Klager klaagt dus niet over (de uitvoering van) een algemene regel, maar over een hem betreffende door of namens de directeur genomen beslissing als bedoeld in artikel 60 van de Pbw. Mitsdien zal de uitspraak van de beklagrechter worden vernietigd en
zal klager alsnog ontvankelijk worden verklaard in zijn beklag.

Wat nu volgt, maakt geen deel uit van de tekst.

//! acre-server binary.
//!
//! Reads `config.toml` (or the path specified with `--config`), opens the
//! farm store, spawns the provisioning job loop, and serves the REST API.
//!
//! # Password hash generation
//!
//! To generate the argon2 PHC string for a `[[users]]` entry in config.toml:
//!
//! ```
//! cargo run -p acre-server -- --hash-password
//! ```

use std::{
  path::{Path, PathBuf},
  sync::Arc,
  time::Duration,
};

use acre_api::{AppState, AuthConfig, AuthUser};
use acre_core::event::{EventSink, Notifier};
use acre_store_sqlite::{SqliteProvisioner, SqliteStore};
use acre_workflow::{
  JobRunner, RequestWorkflow, WikiCache,
  notify::{TracingNotifier, TracingSink},
};
use anyhow::Context as _;
use argon2::{Argon2, PasswordHasher, password_hash::SaltString};
use clap::Parser;
use rand_core::OsRng;
use serde::Deserialize;
use tokio::net::TcpListener;
use tower_http::trace::TraceLayer;
use tracing::level_filters::LevelFilter;
use tracing_subscriber::EnvFilter;

/// Runtime server configuration, deserialised from `config.toml` with
/// `ACRE_*` environment overrides.
#[derive(Deserialize, Clone)]
struct ServerConfig {
  host:       String,
  port:       u16,
  /// Path to the farm's own SQLite database.
  store_path: PathBuf,
  /// Directory holding per-tenant SQLite databases.
  data_dir:   PathBuf,
  /// Directory holding per-wiki cache snapshot files.
  cache_dir:  PathBuf,
  /// Seconds between job-outbox polls.
  #[serde(default = "default_job_interval")]
  job_interval_secs: u64,
  #[serde(default)]
  users:      Vec<AuthUser>,
}

fn default_job_interval() -> u64 { 15 }

#[derive(Parser)]
#[command(author, version, about = "Acre wiki-farm server")]
struct Cli {
  /// Path to the TOML configuration file.
  #[arg(short, long, default_value = "config.toml")]
  config: PathBuf,

  /// Print the argon2 hash for a password entered on stdin and exit.
  #[arg(long)]
  hash_password: bool,
}

#[tokio::main]
async fn main() -> anyhow::Result<()> {
  tracing_subscriber::fmt()
    .with_env_filter(
      EnvFilter::builder()
        .with_default_directive(LevelFilter::INFO.into())
        .from_env_lossy(),
    )
    .init();

  let cli = Cli::parse();

  // Helper mode: hash a password and exit.
  if cli.hash_password {
    let password = read_password()?;
    let salt = SaltString::generate(&mut OsRng);
    let hash = Argon2::default()
      .hash_password(password.as_bytes(), &salt)
      .map_err(|e| anyhow::anyhow!("argon2 error: {e}"))?
      .to_string();
    println!("{hash}");
    return Ok(());
  }

  let settings = config::Config::builder()
    .add_source(config::File::from(cli.config).required(false))
    .add_source(config::Environment::with_prefix("ACRE"))
    .build()
    .context("failed to read config file")?;

  let server_cfg: ServerConfig = settings
    .try_deserialize()
    .context("failed to deserialise ServerConfig")?;

  let store_path = expand_tilde(&server_cfg.store_path);
  let store = Arc::new(
    SqliteStore::open(&store_path)
      .await
      .with_context(|| format!("failed to open store at {store_path:?}"))?,
  );

  let cache = Arc::new(WikiCache::new(expand_tilde(&server_cfg.cache_dir)));
  let sink: Arc<dyn EventSink> = Arc::new(TracingSink);
  let notifier: Arc<dyn Notifier> = Arc::new(TracingNotifier);
  let workflow = RequestWorkflow::new(Arc::clone(&store), notifier);
  let provisioner =
    Arc::new(SqliteProvisioner::new(expand_tilde(&server_cfg.data_dir)));

  // The job loop owns its own handles; the request path only writes to the
  // outbox.
  let runner = JobRunner::new(
    Arc::clone(&store),
    provisioner,
    workflow.clone(),
    Arc::clone(&cache),
    Arc::clone(&sink),
  );
  tokio::spawn(
    runner.run_loop(Duration::from_secs(server_cfg.job_interval_secs)),
  );

  let state = AppState {
    workflow,
    auth: Arc::new(AuthConfig { users: server_cfg.users.clone() }),
  };
  let app = acre_api::api_router(state).layer(TraceLayer::new_for_http());

  let address = format!("{}:{}", server_cfg.host, server_cfg.port);
  tracing::info!("Listening on http://{address}");
  let listener = TcpListener::bind(&address)
    .await
    .with_context(|| format!("failed to bind {address}"))?;

  axum::serve(listener, app).await.context("server error")?;

  Ok(())
}

/// Read a password from stdin.
fn read_password() -> anyhow::Result<String> {
  use std::io::{self, BufRead, Write};
  let stdin = io::stdin();
  print!("Password: ");
  io::stdout().flush().ok();
  let mut line = String::new();
  stdin.lock().read_line(&mut line)?;
  Ok(
    line
      .trim_end_matches('\n')
      .trim_end_matches('\r')
      .to_string(),
  )
}

/// Expand a leading `~` to the user's home directory.
fn expand_tilde(path: &Path) -> PathBuf {
  let s = path.to_string_lossy();
  if let Some(rest) = s.strip_prefix("~/")
    && let Ok(home) = std::env::var("HOME")
  {
    return PathBuf::from(home).join(rest);
  }
  path.to_path_buf()
}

De beroepscommissie overweegt dat niet is gebleken dat klager in het verleden verwijtbaar betrokken is geweest bij het doorspoelen van washandjes in het toilet. Voorts geldt dat het gebruik van washandjes bijdraagt aan de persoonlijke hygiëne en dat
ook
andere producten door het toilet kunnen worden gespoeld. De bestreden beslissing kan derhalve niet als redelijk en billijk worden aangemerkt. Het beroep zal dan ook gegrond worden verklaard.

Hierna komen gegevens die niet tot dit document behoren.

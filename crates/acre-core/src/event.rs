//! Lifecycle events and the notification seam.
//!
//! State changes are announced through a closed enum rather than named hook
//! strings, so an unrecognised event is unrepresentable and consumers match
//! exhaustively.

use serde::{Deserialize, Serialize};

/// A durable state change on a wiki, published after the change is persisted.
/// Consumers that need fresh data reload from canonical storage; the read
/// cache may lag briefly behind the event.
#[derive(Debug, Clone, PartialEq, Eq, Serialize, Deserialize)]
#[serde(tag = "event", rename_all = "snake_case")]
pub enum LifecycleEvent {
  Created { dbname: String, private: bool },
  Deleted { dbname: String },
  Closed { dbname: String },
  Opened { dbname: String },
  MadePrivate { dbname: String },
  MadePublic { dbname: String },
}

impl LifecycleEvent {
  pub fn dbname(&self) -> &str {
    match self {
      Self::Created { dbname, .. }
      | Self::Deleted { dbname }
      | Self::Closed { dbname }
      | Self::Opened { dbname }
      | Self::MadePrivate { dbname }
      | Self::MadePublic { dbname } => dbname,
    }
  }
}

/// Receives lifecycle events after commit. Must not fail: a misbehaving
/// consumer cannot abort the operation that triggered the event.
pub trait EventSink: Send + Sync {
  fn publish(&self, event: LifecycleEvent);
}

// ─── Notifications ───────────────────────────────────────────────────────────

/// A user-facing message about request activity.
#[derive(Debug, Clone, Serialize, Deserialize)]
pub struct Notification {
  pub recipient: String,
  pub subject:   String,
  pub body:      String,
}

/// Delivers notifications. Infallible for the same reason as [`EventSink`].
pub trait Notifier: Send + Sync {
  fn notify(&self, notification: Notification);
}
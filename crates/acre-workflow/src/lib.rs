//! The farm's lifecycle and request workflow.
//!
//! Builds on any [`acre_core::store::FarmStore`] backend:
//!
//! - [`WikiEditor`] — load one wiki, mutate it through typed setters, commit
//!   the accumulated diff atomically with event publication and cache rebuild;
//! - [`RequestWorkflow`] — the state machine from submission through triage to
//!   approval or decline;
//! - [`JobRunner`] — drains the job outbox, performing provisioning and
//!   container-access work;
//! - [`WikiCache`] — per-wiki derived snapshots for the hot
//!   "is this wiki private/closed?" check.

pub mod cache;
pub mod editor;
pub mod error;
pub mod notify;
pub mod provision;
pub mod workflow;

pub use cache::{WikiCache, WikiSnapshot};
pub use editor::WikiEditor;
pub use error::{Error, Result};
pub use provision::JobRunner;
pub use workflow::RequestWorkflow;
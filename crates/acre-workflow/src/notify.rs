//! Default event-sink and notifier implementations.
//!
//! The farm's real consumers (notification subsystems, per-wiki module
//! providers) live outside this service; in-process we log through `tracing`
//! and let operators wire richer sinks at startup.

use acre_core::event::{EventSink, LifecycleEvent, Notification, Notifier};

/// Publishes lifecycle events as structured log lines.
pub struct TracingSink;

impl EventSink for TracingSink {
  fn publish(&self, event: LifecycleEvent) {
    tracing::info!(dbname = event.dbname(), ?event, "lifecycle event");
  }
}

/// Delivers notifications as structured log lines.
pub struct TracingNotifier;

impl Notifier for TracingNotifier {
  fn notify(&self, notification: Notification) {
    tracing::info!(
      recipient = %notification.recipient,
      subject = %notification.subject,
      "notification"
    );
  }
}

De beroepscommissie acht termen aanwezig voor het toekennen van een tegemoetkoming en stelt deze vast op € 5,=.

4. De uitspraak
De beroepscommissie verklaart het beroep gegrond, vernietigt de uitspraak van de beklagrechter en verklaart het beklag alsnog gegrond. Zij bepaalt dat aan klager een tegemoetkoming toekomt van € 5,=.

Aldus gegeven door de beroepscommissie voornoemd, bestaande uit mr. M.J. Stolwerk, voorzitter, drs. R.K. Boelens en J. Plaisier, MSc, leden, in tegenwoordigheid van
mr. R. Boerhof, secretaris, op 18 april 2016.